目前，ENZ引起NED的具體機制仍不完全清楚。Luo等[20]發現LncRNA-p21調節EZH2/STAT3信號通路改變ENZ誘導的PCa NED。Bishop等[7]也發現主神經轉錄因子(BRN2)是AR抑制后NEPC形成的主要驅動基因，但MAOA與NEPC的關系尚未見報道。此外，目前除化療外，尚無針對NEPC患者的有效治療方法。一些靶向抑制劑，如EZH2抑制劑GSK126[21]，AR降解增強劑ASC-J934[21-23]等被證明能起到一定的治療效果，但多處于臨床前研究或臨床試驗階段，距離新藥上市時間較長。因此，重新利用現有藥物是解決這些問題的有效方法。

現有的抗抑郁藥物CLG可有效抑制MAOA的活性，Wu等[15]發現CLG可以擾亂導致癌細胞侵襲和增殖的信號通路，進而抑制PCa進展。
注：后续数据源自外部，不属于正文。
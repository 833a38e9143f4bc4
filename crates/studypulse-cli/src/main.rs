use clap::{ArgAction, Parser, Subcommand};
use tracing_subscriber::EnvFilter;

mod commands;
mod render;

#[derive(Parser)]
#[command(name = "studypulse", version, about = "StudyPulse CLI")]
struct Cli {
    /// Increase log verbosity (-v debug, -vv trace)
    #[arg(short, long, action = ArgAction::Count, global = true)]
    verbose: u8,

    #[command(subcommand)]
    command: Commands,
}

#[derive(Subcommand)]
enum Commands {
    /// Analyze a study day with both models
    Analyze(commands::analyze::AnalyzeArgs),
    /// Show the derived feature row
    Features(commands::features::FeaturesArgs),
    /// Rule-based burnout score and advice, no models
    Score(commands::score::ScoreArgs),
    /// Configuration management
    Config {
        #[command(subcommand)]
        action: commands::config::ConfigAction,
    },
    /// Model artifact inspection
    Model {
        #[command(subcommand)]
        action: commands::model::ModelAction,
    },
}

fn init_logging(verbose: u8) {
    let default_level = match verbose {
        0 => "warn",
        1 => "debug",
        _ => "trace",
    };
    let filter =
        EnvFilter::try_from_default_env().unwrap_or_else(|_| EnvFilter::new(default_level));

    tracing_subscriber::fmt()
        .with_env_filter(filter)
        .with_target(verbose >= 2)
        .with_writer(std::io::stderr)
        .init();
}

fn main() {
    let cli = Cli::parse();
    init_logging(cli.verbose);

    let result = match cli.command {
        Commands::Analyze(args) => commands::analyze::run(args),
        Commands::Features(args) => commands::features::run(args),
        Commands::Score(args) => commands::score::run(args),
        Commands::Config { action } => commands::config::run(action),
        Commands::Model { action } => commands::model::run(action),
    };

    if let Err(e) = result {
        eprintln!("error: {e}");
        std::process::exit(1);
    }
}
同樣，本研究也證實，在晚期PCa中，靶向MAOA可能是抑制PCa進展的潛在治療策略，結果表明(1)ENZ處理后，MAOA的活性和表達量增加，提示MAOA可能在ENZ誘導的NED中起關鍵作用；(2)MAOA升高可以促進神經神經內分泌標志物的表達，并且可能通過改變下游缺氧信號通路實現的。最重要的是，證明CLG可以有效延緩ENZ引起的NED。

綜上所述，本研究證實，MAOA是促進NED和維持神經內分泌細胞特性的關鍵因素，現有的MAOA抑制劑CLG可以延緩NEPC發生。將CLG與ENZ聯合使用，有可能成為PCa患者的新型治療方案。